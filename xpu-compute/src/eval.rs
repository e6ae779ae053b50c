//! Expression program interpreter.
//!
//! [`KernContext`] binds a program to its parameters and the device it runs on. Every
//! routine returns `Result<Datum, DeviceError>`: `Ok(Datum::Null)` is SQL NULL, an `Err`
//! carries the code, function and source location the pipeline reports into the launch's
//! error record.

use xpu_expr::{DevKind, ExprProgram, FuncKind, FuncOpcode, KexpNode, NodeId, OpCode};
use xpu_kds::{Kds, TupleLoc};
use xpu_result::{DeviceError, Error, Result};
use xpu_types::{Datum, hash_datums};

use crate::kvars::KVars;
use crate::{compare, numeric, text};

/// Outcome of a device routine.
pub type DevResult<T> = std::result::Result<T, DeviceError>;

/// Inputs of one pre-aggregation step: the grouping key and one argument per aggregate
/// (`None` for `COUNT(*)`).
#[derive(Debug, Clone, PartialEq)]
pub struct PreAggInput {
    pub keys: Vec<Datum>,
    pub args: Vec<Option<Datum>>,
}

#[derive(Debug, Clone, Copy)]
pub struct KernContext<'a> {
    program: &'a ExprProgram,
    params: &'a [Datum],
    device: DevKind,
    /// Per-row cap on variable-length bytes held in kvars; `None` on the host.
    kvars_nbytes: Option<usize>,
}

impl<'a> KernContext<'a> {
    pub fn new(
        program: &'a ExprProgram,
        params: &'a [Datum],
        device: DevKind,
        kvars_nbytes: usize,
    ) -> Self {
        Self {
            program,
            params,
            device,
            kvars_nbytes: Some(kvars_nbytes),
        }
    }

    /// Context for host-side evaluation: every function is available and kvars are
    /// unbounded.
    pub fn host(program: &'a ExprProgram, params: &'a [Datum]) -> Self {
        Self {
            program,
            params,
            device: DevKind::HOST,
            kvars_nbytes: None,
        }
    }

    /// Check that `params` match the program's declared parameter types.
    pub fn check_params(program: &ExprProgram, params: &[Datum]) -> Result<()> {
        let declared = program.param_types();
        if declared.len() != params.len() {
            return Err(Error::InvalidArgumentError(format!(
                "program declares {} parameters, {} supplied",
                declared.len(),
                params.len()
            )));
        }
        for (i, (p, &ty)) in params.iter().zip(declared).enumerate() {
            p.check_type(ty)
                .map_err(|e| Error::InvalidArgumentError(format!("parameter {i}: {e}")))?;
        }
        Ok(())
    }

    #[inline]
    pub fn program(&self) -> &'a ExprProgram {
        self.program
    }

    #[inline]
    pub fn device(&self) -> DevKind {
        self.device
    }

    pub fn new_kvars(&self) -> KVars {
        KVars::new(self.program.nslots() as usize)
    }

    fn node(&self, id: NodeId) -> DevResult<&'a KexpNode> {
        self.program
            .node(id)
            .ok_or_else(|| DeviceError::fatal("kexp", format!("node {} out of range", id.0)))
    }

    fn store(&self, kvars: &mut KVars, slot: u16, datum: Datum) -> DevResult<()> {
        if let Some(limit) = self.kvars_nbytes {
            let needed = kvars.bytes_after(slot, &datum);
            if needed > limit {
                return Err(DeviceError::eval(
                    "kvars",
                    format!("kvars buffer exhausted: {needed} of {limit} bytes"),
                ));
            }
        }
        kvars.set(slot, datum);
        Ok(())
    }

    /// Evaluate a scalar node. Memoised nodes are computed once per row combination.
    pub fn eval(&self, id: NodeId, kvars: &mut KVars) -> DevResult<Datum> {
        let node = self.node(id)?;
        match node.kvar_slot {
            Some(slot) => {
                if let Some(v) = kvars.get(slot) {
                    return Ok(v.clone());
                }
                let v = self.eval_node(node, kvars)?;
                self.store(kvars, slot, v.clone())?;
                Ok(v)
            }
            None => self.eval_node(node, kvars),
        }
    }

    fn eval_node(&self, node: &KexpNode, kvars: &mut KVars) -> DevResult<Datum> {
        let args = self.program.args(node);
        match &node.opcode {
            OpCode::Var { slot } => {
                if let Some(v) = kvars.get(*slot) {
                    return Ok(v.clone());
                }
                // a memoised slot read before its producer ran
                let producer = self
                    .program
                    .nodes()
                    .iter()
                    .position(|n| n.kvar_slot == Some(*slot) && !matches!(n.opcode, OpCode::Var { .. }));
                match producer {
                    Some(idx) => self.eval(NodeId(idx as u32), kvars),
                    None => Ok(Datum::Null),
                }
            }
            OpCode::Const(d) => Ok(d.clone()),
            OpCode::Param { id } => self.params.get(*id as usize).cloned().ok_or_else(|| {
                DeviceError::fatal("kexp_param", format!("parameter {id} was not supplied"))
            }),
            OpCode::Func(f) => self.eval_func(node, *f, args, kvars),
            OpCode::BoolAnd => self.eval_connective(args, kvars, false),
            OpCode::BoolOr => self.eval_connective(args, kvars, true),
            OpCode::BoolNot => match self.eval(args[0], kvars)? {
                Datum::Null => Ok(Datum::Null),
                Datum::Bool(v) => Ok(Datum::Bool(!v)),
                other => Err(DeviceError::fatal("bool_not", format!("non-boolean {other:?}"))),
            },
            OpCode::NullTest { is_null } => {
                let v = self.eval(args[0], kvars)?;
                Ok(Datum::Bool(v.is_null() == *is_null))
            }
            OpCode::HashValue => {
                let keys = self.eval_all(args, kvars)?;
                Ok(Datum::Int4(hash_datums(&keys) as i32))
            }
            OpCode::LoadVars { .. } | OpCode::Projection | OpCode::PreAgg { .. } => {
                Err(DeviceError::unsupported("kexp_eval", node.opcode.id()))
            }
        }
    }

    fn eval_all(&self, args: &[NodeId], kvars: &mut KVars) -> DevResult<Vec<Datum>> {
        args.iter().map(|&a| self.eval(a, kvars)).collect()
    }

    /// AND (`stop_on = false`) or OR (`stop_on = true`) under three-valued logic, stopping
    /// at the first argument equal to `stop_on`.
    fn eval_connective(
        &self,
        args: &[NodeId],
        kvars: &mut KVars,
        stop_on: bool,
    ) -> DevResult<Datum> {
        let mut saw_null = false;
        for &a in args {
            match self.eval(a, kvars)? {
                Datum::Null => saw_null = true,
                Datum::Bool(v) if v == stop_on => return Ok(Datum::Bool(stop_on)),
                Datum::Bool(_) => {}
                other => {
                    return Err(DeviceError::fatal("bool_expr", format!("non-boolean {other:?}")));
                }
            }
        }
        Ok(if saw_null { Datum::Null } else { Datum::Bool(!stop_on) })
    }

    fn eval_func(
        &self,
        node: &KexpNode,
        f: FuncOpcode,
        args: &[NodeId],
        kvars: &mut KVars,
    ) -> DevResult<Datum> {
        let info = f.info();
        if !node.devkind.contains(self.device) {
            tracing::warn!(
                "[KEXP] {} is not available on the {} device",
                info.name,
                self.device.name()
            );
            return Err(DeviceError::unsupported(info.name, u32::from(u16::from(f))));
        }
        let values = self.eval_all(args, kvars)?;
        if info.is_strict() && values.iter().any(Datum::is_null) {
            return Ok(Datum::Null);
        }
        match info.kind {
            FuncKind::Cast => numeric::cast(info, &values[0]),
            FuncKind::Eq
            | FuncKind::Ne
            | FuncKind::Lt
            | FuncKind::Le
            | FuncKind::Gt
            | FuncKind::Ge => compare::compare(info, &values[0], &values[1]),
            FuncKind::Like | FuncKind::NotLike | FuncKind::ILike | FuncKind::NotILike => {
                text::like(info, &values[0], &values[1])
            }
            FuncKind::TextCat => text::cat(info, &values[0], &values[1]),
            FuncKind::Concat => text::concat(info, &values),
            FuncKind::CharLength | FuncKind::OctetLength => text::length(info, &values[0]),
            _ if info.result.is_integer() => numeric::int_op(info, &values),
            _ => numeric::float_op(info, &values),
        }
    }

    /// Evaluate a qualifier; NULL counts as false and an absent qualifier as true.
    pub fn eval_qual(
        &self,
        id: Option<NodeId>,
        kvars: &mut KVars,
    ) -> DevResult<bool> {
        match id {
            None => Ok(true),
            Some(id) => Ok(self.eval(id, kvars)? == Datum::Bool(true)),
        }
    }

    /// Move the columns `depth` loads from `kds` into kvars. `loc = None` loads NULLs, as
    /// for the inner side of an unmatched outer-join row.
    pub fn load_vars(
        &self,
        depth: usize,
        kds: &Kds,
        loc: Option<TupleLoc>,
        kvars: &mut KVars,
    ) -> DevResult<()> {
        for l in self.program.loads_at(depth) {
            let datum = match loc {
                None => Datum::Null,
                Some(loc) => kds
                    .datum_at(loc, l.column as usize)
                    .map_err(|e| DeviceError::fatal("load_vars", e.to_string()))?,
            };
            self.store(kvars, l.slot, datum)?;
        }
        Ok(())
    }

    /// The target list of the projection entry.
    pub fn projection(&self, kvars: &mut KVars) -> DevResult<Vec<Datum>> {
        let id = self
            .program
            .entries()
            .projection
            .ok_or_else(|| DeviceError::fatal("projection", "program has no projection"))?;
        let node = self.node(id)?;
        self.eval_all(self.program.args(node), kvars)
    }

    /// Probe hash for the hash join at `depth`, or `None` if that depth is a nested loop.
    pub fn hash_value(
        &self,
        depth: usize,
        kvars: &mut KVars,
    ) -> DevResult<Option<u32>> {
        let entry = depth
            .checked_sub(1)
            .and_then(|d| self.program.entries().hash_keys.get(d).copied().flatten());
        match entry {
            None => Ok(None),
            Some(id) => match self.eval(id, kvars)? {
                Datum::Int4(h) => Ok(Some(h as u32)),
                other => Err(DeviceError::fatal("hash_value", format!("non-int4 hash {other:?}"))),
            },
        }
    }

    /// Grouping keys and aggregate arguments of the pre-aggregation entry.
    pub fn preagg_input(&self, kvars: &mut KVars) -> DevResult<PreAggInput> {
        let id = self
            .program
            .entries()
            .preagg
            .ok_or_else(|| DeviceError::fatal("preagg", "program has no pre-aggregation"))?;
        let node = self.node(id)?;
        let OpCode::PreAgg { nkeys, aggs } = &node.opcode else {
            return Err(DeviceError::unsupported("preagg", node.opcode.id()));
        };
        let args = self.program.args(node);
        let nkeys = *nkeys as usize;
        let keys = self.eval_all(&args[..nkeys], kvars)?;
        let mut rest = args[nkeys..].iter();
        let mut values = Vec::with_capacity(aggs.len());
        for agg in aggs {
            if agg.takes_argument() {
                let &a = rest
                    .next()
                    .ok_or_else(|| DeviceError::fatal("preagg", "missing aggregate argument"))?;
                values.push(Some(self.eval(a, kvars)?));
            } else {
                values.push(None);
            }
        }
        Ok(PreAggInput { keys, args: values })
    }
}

· · · ·

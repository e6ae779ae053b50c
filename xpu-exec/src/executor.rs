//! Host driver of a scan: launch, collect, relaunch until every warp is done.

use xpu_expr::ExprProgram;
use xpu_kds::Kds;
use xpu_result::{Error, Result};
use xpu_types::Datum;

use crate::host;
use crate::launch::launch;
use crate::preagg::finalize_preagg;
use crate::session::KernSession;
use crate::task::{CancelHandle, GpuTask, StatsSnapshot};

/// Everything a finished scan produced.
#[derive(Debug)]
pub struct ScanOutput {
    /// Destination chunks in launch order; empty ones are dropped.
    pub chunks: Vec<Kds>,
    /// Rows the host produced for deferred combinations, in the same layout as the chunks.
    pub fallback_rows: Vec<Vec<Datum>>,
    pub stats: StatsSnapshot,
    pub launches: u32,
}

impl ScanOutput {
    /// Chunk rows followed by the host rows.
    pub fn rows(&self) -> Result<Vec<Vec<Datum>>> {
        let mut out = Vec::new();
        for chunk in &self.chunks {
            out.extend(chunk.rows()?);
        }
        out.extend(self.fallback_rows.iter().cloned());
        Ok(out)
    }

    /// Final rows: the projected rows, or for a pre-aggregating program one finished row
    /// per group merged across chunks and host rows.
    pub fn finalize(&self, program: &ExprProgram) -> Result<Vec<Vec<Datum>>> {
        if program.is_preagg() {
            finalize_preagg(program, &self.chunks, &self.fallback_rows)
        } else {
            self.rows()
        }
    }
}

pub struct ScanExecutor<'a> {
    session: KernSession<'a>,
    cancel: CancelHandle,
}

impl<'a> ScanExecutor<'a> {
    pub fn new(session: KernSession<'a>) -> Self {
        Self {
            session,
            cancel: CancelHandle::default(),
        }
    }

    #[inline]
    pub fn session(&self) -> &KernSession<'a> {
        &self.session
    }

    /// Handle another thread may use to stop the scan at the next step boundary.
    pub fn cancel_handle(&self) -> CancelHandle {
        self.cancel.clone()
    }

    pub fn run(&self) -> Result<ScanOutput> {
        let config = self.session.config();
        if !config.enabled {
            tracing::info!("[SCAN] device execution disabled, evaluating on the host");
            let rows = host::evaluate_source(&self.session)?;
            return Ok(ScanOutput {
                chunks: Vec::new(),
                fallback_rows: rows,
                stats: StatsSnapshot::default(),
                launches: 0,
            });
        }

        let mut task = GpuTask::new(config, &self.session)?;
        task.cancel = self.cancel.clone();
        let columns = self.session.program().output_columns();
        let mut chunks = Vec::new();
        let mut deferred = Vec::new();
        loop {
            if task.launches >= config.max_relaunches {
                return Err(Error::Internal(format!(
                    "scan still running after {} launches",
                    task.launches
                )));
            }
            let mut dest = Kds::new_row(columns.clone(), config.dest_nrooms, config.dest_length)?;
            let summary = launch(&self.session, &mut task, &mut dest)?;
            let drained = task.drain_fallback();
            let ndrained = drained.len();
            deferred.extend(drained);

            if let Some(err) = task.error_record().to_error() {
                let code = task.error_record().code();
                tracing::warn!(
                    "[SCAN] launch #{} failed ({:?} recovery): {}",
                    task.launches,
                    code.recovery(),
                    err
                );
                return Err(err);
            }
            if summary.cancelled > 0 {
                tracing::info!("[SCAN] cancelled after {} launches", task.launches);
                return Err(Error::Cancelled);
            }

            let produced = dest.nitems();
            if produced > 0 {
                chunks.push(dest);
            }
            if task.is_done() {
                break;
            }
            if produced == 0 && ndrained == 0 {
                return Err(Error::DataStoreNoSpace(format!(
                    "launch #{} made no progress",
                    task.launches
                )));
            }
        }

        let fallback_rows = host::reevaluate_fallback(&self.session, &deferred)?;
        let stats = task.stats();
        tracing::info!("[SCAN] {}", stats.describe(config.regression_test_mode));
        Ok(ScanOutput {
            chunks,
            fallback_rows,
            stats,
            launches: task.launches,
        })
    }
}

· · · ·

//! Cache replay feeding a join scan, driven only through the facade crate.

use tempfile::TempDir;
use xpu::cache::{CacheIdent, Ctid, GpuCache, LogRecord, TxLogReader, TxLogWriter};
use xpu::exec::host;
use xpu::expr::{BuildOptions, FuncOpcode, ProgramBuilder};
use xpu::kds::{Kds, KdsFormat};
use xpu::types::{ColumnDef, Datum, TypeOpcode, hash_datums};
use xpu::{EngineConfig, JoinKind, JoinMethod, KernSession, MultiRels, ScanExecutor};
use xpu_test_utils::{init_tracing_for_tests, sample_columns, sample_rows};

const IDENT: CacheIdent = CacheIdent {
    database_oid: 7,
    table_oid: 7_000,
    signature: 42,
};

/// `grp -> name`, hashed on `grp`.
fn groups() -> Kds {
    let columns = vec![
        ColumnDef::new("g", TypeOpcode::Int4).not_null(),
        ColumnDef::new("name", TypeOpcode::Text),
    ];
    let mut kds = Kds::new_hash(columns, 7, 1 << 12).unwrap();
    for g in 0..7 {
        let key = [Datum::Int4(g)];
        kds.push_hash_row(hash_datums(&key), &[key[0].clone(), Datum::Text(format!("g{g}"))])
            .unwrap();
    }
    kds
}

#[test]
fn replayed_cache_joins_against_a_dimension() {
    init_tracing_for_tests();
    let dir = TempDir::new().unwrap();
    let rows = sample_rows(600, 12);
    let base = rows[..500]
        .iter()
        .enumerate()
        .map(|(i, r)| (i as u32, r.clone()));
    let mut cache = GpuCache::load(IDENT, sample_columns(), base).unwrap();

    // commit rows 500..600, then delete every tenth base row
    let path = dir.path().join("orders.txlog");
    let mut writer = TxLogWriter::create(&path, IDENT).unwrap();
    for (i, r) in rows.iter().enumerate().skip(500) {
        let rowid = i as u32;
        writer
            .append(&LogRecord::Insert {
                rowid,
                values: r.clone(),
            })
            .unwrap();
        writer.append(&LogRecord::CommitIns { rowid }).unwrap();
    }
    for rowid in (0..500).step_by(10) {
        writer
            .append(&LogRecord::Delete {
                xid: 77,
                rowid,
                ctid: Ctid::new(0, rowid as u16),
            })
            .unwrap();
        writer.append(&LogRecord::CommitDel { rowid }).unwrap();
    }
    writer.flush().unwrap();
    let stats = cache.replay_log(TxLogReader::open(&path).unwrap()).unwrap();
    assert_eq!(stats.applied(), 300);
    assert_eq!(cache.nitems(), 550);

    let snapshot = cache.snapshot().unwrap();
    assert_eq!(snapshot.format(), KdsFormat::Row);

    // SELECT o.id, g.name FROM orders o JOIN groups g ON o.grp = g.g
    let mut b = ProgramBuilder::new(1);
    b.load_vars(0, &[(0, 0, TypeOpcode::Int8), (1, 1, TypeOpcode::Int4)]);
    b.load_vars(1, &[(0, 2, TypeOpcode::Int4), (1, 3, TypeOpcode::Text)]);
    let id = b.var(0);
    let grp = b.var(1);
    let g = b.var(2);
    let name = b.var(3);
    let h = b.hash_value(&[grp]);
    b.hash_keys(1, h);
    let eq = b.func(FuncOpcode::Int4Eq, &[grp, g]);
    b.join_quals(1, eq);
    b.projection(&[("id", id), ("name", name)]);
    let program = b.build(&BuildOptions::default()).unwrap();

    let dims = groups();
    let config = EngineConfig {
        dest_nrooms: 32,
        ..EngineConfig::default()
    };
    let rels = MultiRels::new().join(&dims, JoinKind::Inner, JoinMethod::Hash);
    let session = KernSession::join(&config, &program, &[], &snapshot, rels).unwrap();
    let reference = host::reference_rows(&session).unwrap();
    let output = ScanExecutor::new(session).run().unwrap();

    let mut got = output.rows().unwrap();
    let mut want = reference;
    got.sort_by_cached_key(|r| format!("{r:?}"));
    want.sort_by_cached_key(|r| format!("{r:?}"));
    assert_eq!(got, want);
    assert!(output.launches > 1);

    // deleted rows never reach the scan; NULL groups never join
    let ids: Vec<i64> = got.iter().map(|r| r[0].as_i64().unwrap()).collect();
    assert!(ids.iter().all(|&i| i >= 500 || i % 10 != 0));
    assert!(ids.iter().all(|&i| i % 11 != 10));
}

· · · ·

ASSIGNMENT:
Starting with the line that holds "filename xpu-compute/src/eval.rs" and ending with the line that holds "into the launch's", retype every line in the data above exactly, and nothing else.

YOUR SOLUTION:
filename xpu-compute/src/eval.rs
repository e6ae779ae053b50c
//! Expression program interpreter.
//!
//! [`KernContext`] binds a program to its parameters and the device it runs on. Every
//! routine returns `Result<Datum, DeviceError>`: `Ok(Datum::Null)` is SQL NULL, an `Err`
//! carries the code, function and source location the pipeline reports into the launch's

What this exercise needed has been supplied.